With a good sniff, shoe inspector Vai Vai declared Brendan’s shoes to be new, Pussy Snatcher came with nostrils flared to confirm same.
The GM accused Fireman Sam of Abuse of Govt Vehicles, when he used one to pick up an obese, dead pig from her place. He later countered with a Cruelty to Animals accusation for the GM electrocuting said pig (tasars & electric fences are one thing, but live 240v??). He also had the added trauma of later finding 9 unborn piglets (snacks for Walking Eagle).
Late-cummer award went ProBoner, followed by an accusation by Slim Shady regarding a conveniently lost phone when a walk up Mt Vaea was imminent. Another Late-cummer, Jerry, was recognised for dedication to Hash when he went back to Vailima for an extra thingummybob to prevent loss of Hash nectar.
A large down down went to Horny Ho for bringing the hash mugs back filthy. Tooth Fairy came to the rescue, but a small down down was immediately added for HH wearing a hat.

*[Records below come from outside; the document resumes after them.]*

impl Synapse for SynapseClient {
    fn own_profile(&self) -> SynapseResult<UserProfile> {
        self.get_json("/userProfile")
    }

    fn user_profile(&self, user_id: &str) -> SynapseResult<UserProfile> {
        self.get_json(&format!("/userProfile/{user_id}"))
    }

    fn principal_id_for_user_name(&self, user_name: &str) -> SynapseResult<Option<String>> {
        let body = json!({"alias": user_name, "type": "USER_NAME"});
        match self.post_json::<_, Value>("/principal/alias", &body) {
            Ok(found) => Ok(found.get("principalId").map(|id| match id {
                Value::String(s) => s.clone(),
                other => other.to_string(),
            })),
            Err(e) if e.is_not_found() => Ok(None),
            Err(e) => Err(e),
        }
    }

    fn team(&self, team_id: &str) -> SynapseResult<Team> {
        self.get_json(&format!("/team/{team_id}"))
    }

    fn team_by_name(&self, name: &str) -> SynapseResult<Option<Team>> {
        let teams: Vec<Team> = self.get_all_pages("/teams", &[("fragment", name.to_string())])?;
        Ok(teams.into_iter().find(|t| t.name == name))
    }

    fn create_team(&self, team: &Team) -> SynapseResult<Team> {
        self.post_json("/team", team)
    }

    fn get_entity(&self, entity_id: &str) -> SynapseResult<Entity> {
        self.get_json(&format!("/entity/{entity_id}"))
    }

    fn create_entity(&self, entity: &Entity) -> SynapseResult<Entity> {
        self.post_json("/entity", entity)
    }

    fn copy_entity_contents(&self, source_id: &str, destination_id: &str) -> SynapseResult<()> {
        let source = self.get_entity(source_id)?;
        match source.concrete_type.as_str() {
            PROJECT_TYPE | FOLDER_TYPE => self.copy_children(source_id, destination_id),
            _ => self.copy_entity(&source, destination_id),
        }
    }

    fn entity_acl(&self, entity_id: &str) -> SynapseResult<AccessControlList> {
        let benefactor: Value = self.get_json(&format!("/entity/{entity_id}/benefactor"))?;
        if benefactor.get("id").and_then(Value::as_str) == Some(entity_id) {
            self.get_json(&format!("/entity/{entity_id}/acl"))
        } else {
            Ok(AccessControlList {
                id: entity_id.to_string(),
                ..Default::default()
            })
        }
    }

    fn store_entity_acl(&self, acl: &AccessControlList) -> SynapseResult<AccessControlList> {
        let path = format!("/entity/{}/acl", acl.id);
        if acl.etag.is_some() {
            self.put_json(&path, acl)
        } else {
            self.post_json(&path, acl)
        }
    }

    fn get_evaluation(&self, evaluation_id: &str) -> SynapseResult<Evaluation> {
        self.get_json(&format!("/evaluation/{evaluation_id}"))
    }

    fn store_evaluation(&self, evaluation: &Evaluation) -> SynapseResult<Evaluation> {
        self.put_json(&format!("/evaluation/{}", evaluation.id), evaluation)
    }

    fn evaluations_for_project(&self, project_id: &str) -> SynapseResult<Vec<Evaluation>> {
        self.get_all_pages(&format!("/entity/{project_id}/evaluation"), &[])
    }

    fn evaluation_acl(&self, evaluation_id: &str) -> SynapseResult<AccessControlList> {
        self.get_json(&format!("/evaluation/{evaluation_id}/acl"))
    }

    fn store_evaluation_acl(&self, acl: &AccessControlList) -> SynapseResult<AccessControlList> {
        self.put_json("/evaluation/acl", acl)
    }

    fn submission_bundles(
        &self,
        evaluation_id: &str,
        status: SubmissionState,
    ) -> SynapseResult<Vec<SubmissionBundle>> {
        self.get_all_pages(
            &format!("/evaluation/{evaluation_id}/submission/bundle/all"),
            &[("status", status.as_str().to_string())],
        )
    }

    fn get_submission(
        &self,
        submission_id: &str,
        download_location: Option<&Path>,
    ) -> SynapseResult<Submission> {
        let mut submission: Submission =
            self.get_json(&format!("/evaluation/submission/{submission_id}"))?;
        if let Some(location) = download_location {
            submission.file_path = self.download_submission_file(&submission, location)?;
        }
        Ok(submission)
    }

    fn submission_status(&self, submission_id: &str) -> SynapseResult<SubmissionStatus> {
        self.get_json(&format!("/evaluation/submission/{submission_id}/status"))
    }

    fn store_submission_status(
        &self,
        status: &SubmissionStatus,
    ) -> SynapseResult<SubmissionStatus> {
        self.put_json(&format!("/evaluation/submission/{}/status", status.id), status)
    }

    fn query_page(&self, query: &str) -> SynapseResult<QueryPage> {
        self.get_json_with("/evaluation/submission/query", &[("query", query.to_string())])
    }

    fn wiki_headers(&self, owner_id: &str) -> SynapseResult<Vec<WikiHeader>> {
        match self.get_all_pages(&format!("/entity/{owner_id}/wikiheadertree"), &[]) {
            Err(e) if e.is_not_found() => Ok(Vec::new()),
            other => other,
        }
    }

    fn get_wiki(&self, owner_id: &str, wiki_id: &str) -> SynapseResult<WikiPage> {
        self.get_json(&format!("/entity/{owner_id}/wiki/{wiki_id}"))
    }

    fn store_wiki(&self, owner_id: &str, wiki: &WikiPage) -> SynapseResult<WikiPage> {
        match &wiki.id {
            Some(id) => self.put_json(&format!("/entity/{owner_id}/wiki/{id}"), wiki),
            None => self.post_json(&format!("/entity/{owner_id}/wiki"), wiki),
        }
    }

    fn create_challenge(
        &self,
        project_id: &str,
        participant_team_id: &str,
    ) -> SynapseResult<Challenge> {
        let challenge = Challenge {
            project_id: project_id.to_string(),
            participant_team_id: participant_team_id.to_string(),
            ..Default::default()
        };
        self.post_json("/challenge", &challenge)
    }

    fn send_message(&self, recipients: &[String], subject: &str, body: &str) -> SynapseResult<()> {
        let file_handle_id = self.upload_message_body(body)?;
        let message = json!({
            "recipients": recipients,
            "subject": subject,
            "fileHandleId": file_handle_id,
        });
        let _: Value = self.post_json("/message", &message)?;
        Ok(())
    }
}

Hot Nuts as host, thanked Godfather for the niu, food contributors, Titty G and Nutcracker. Hare and host down downs were taken by Hot Nuts, Nut Cracker and Titty G. Godfather then finished off the circle with a rendition of “Cupid” for married couples to waltz to for Valentine’s Day.
Reminder that POD still has some 1600th Hash t shirts for $25. Sexpot modelled, working the poolside catwalk.
This trash was prepared for you by acting scribe, Moa (Chook) in the absence of our climate change hero Poumuli!!!!